Until that decision,
Mao had planned to attack Taiwan as his next military move and had
assembled major forces in southeast China’s Fujian province to that
end. The United States had conveyed in many statements—including a
press conference by Truman on January 5—that it would not block
such an effort.
Truman’s decision to
send the Seventh Fleet to the Taiwan Strait was intended to placate
public opinion and to limit American risk in Korea. In announcing
the fleet’s dispatch, Truman cited the importance of Taiwan’s
defense but also called on “the Chinese Government on Formosa to
cease all air and sea operations against the mainland.” Truman
further warned: “The Seventh Fleet will see that this is
done.”34
To Mao, an evenhanded
gesture was unimaginable; he interpreted the assurances as
hypocrisy. As far as Mao was concerned, the United States was
reentering the Chinese civil war. The day after Truman’s
announcement, on June 28, 1950, Mao addressed the Eighth Session of
the Central People’s Government Committee, during which he
described the American moves as an invasion of Asia:
The U.S. invasion in Asia can only arouse broad and determined resistance among the people of Asia. Truman said on January 5 that the United States would not intervene in Taiwan. Now he himself has proved he was simply lying. He has also torn up all international agreements guaranteeing that the United States would not interfere in China’s internal affairs.35
In China,
wei qi instincts sprang into action. By
sending troops to Korea and the fleet to the Taiwan Strait, the
United States had, in Chinese eyes, placed two stones on the
wei qi board, both of which menaced
China with the dreaded encirclement.
The United States had
no military plan for Korea when the war broke out. The American
purpose in the Korean War was declared to be to defeat
“aggression,” a legal concept denoting the unauthorized use of
force against a sovereign entity. How would success be defined? Was
it a return to the status quo ante along the 38th parallel, in
which case the aggressor would learn that the worst outcome was
that he did not win—possibly encouraging another attempt? Or did it
require the destruction of North Korea’s military capacity to
undertake aggression? There is no evidence that this question was
ever addressed in the early stages of America’s military
commitment, partly because all governmental attention was needed to
defend the perimeter around Pusan. The practical result was to let
military operations determine political decisions.
After MacArthur’s
stunning September 1950 victory at Inchon—where a surprise
amphibious landing far from the Pusan front halted North Korean
momentum and opened a route to the recapture of the South Korean
capital of Seoul—the Truman administration opted for continuing
military operations until Korea was reunified. It assumed that
Beijing would accept the presence of American forces along the
traditional invasion route into China.
The decision to press
forward with operations inside North Korean territory was formally
authorized by a United Nations resolution on October 7, this time
by the General Assembly under a recently adopted parliamentary
device, the Uniting for Peace Resolution, which allowed the General
Assembly to make decisions on international security by a
two-thirds vote.
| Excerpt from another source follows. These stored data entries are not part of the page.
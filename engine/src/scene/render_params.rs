//! Per-pass render parameters of scene objects
//!
//! Parameters are computed fresh for every pass from the object's meters,
//! the frame's floating origin and the scale of the pass, then written into
//! the object's `RenderState`. Nothing here survives past the pass.

use crate::core::coordinates::{meter_to_unit, FloatingOrigin};
use crate::core::entity::{
    Entity, RenderChildren, RenderState, SceneObject, VisibilityChannel, World,
};
use glam::Vec3;
use tracing::trace;

/// Render-space placement of one object for one pass
#[derive(Debug, Clone, Copy, PartialEq)]
pub struct SceneObjectRenderParams {
    pub entity: Entity,
    /// Origin-relative position in render units
    pub position: Vec3,
    /// Diameter in render units
    pub scale: f32,
    pub channel: VisibilityChannel,
}

impl SceneObjectRenderParams {
    /// Compute the placement of `object` at `scale` render units per meter
    pub fn compute(
        entity: Entity,
        object: &SceneObject,
        origin: &FloatingOrigin,
        scale: f64,
        channel: VisibilityChannel,
    ) -> Self {
        Self {
            entity,
            position: origin.to_render(object.coordinate, scale),
            scale: (2.0 * meter_to_unit(object.radius, scale)) as f32,
            channel,
        }
    }

    pub fn render_state(&self) -> RenderState {
        RenderState {
            position: self.position,
            scale: self.scale,
            channel: self.channel,
        }
    }
}

/// Write render parameters onto the object and its render children
pub fn apply_render_params(world: &mut World, params: &SceneObjectRenderParams) {
    let state = params.render_state();

    let updated = match world.get_mut::<RenderState>(params.entity) {
        Ok(mut current) => {
            *current = state;
            true
        }
        Err(_) => false,
    };

    if !updated && world.insert_one(params.entity, state).is_err() {
        trace!(entity = ?params.entity, "Render params target no longer exists");
        return;
    }

    propagate_channel(world, params.entity, params.channel);
}

/// Change only the visibility channel of an object and its render children
pub fn set_visibility_channel(world: &mut World, entity: Entity, channel: VisibilityChannel) {
    if !write_channel(world, entity, channel) {
        trace!(entity = ?entity, "Visibility target no longer exists");
        return;
    }

    propagate_channel(world, entity, channel);
}

/// Set the channel on an entity, adding a `RenderState` if it has none
///
/// Returns `false` if the entity does not exist.
fn write_channel(world: &mut World, entity: Entity, channel: VisibilityChannel) -> bool {
    let updated = match world.get_mut::<RenderState>(entity) {
        Ok(mut state) => {
            state.channel = channel;
            true
        }
        Err(_) => false,
    };

    if updated {
        return true;
    }

    let state = RenderState {
        channel,
        ..RenderState::default()
    };
    world.insert_one(entity, state).is_ok()
}

fn propagate_channel(world: &mut World, entity: Entity, channel: VisibilityChannel) {
    let children = match world.get::<RenderChildren>(entity) {
        Ok(children) => children.0.clone(),
        Err(_) => return,
    };

    for child in children {
        if !write_channel(world, child, channel) {
            trace!(child = ?child, "Render child no longer exists");
        }
    }
}

#[cfg(test)]
mod tests {
    use super::*;
    use glam::DVec3;

    #[test]
    fn test_compute_uses_origin_and_scale() {
        let mut world = World::new();
        let object = SceneObject::solid(DVec3::new(1e12, 0.0, 2_000.0), 500.0);
        let entity = world.spawn_scene_object(object, ());

        let mut origin = FloatingOrigin::new();
        origin.recenter(DVec3::new(1e12, 0.0, 0.0));

        let channel = VisibilityChannel::Band(1);
        let params = SceneObjectRenderParams::compute(entity, &object, &origin, 1e-3, channel);

        assert!((params.position.z - 2.0).abs() < 1e-6);
        assert_eq!(params.position.x, 0.0);
        assert!((params.scale - 1.0).abs() < 1e-6);
        assert_eq!(params.channel, VisibilityChannel::Band(1));
    }

    #[test]
    fn test_apply_writes_state_and_children() {
        let mut world = World::new();
        let atmosphere = world.spawn((RenderState::default(),));
        let cloud_layer = world.spawn(());
        let object = SceneObject::solid(DVec3::ZERO, 1.0);
        let children = RenderChildren(vec![atmosphere, cloud_layer]);
        let entity = world.spawn_scene_object(object, (children,));

        let params = SceneObjectRenderParams {
            entity,
            position: Vec3::new(1.0, 2.0, 3.0),
            scale: 0.5,
            channel: VisibilityChannel::Band(2),
        };
        apply_render_params(&mut world, &params);

        let state = *world.get::<RenderState>(entity).unwrap();
        assert_eq!(state, params.render_state());
        assert_eq!(
            world.get::<RenderState>(atmosphere).unwrap().channel,
            VisibilityChannel::Band(2)
        );
        assert_eq!(
            world.get::<RenderState>(cloud_layer).unwrap().channel,
            VisibilityChannel::Band(2)
        );
    }

    #[test]
    fn test_set_visibility_channel_keeps_placement() {
        let mut world = World::new();
        let entity = world.spawn((RenderState {
            position: Vec3::ONE,
            scale: 3.0,
            channel: VisibilityChannel::Band(0),
        },));

        set_visibility_channel(&mut world, entity, VisibilityChannel::Primary);

        let state = *world.get::<RenderState>(entity).unwrap();
        assert_eq!(state.channel, VisibilityChannel::Primary);
        assert_eq!(state.position, Vec3::ONE);
        assert_eq!(state.scale, 3.0);
    }

    #[test]
    fn test_apply_to_despawned_entity_is_ignored() {
        let mut world = World::new();
        let entity = world.spawn(());
        world.despawn(entity).unwrap();

        let params = SceneObjectRenderParams {
            entity,
            position: Vec3::ZERO,
            scale: 1.0,
            channel: VisibilityChannel::Primary,
        };
        apply_render_params(&mut world, &params);

        assert!(world.get::<RenderState>(entity).is_err());
    }
}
It authorized “[a]ll constituent acts” to bring
about “a unified, independent and democratic government in the
sovereign State of Korea.”36 Chinese intervention against U.S. forces
was believed to be beyond Chinese capabilities.
None of these views
remotely coincided with the way Beijing regarded international
affairs. As soon as American forces intervened in the Taiwan
Strait, Mao treated the Seventh Fleet’s deployment as an “invasion”
of Asia. China and the United States were approaching a clash by
misinterpreting each other’s strategic design. The United States
strove to oblige China to accept its concept for international
order, based on international organizations like the United
Nations, to which it could not imagine an alternative. From the
outset, Mao had no intention to accept an international system in
the design of which China had no voice. As a result, the outcome of
the American military strategy was inevitably going to be at best
an armistice along whatever dividing line emerged—along the Yalu
River, which denoted the border between North Korea and China, if
the American design prevailed; along some other agreed line if
China intervened or the United States stopped unilaterally short of
Korea’s northern frontier (for example, at the 38th parallel or at
a line, Pyongyang to Wonsan, which emerged later in a Mao message
to Zhou).
What was most
unlikely was Chinese acquiescence in an American presence at a
border that was a traditional invasion route into China and
specifically the base from which Japan had undertaken the
occupation of Manchuria and the invasion of northern China. China
was all the less likely to be passive when such a posture involved
a strategic setback on two fronts: the Taiwan Strait and
Korea—partly because Mao had, to some extent, lost control over
events in the prelude to Korea. The misconceptions of both sides
compounded each other. The United States did not expect the
invasion; China did not expect the reaction. Each side reinforced
the other’s misconceptions by its own actions. At the end of the
process stood two years of war and twenty years of
alienation.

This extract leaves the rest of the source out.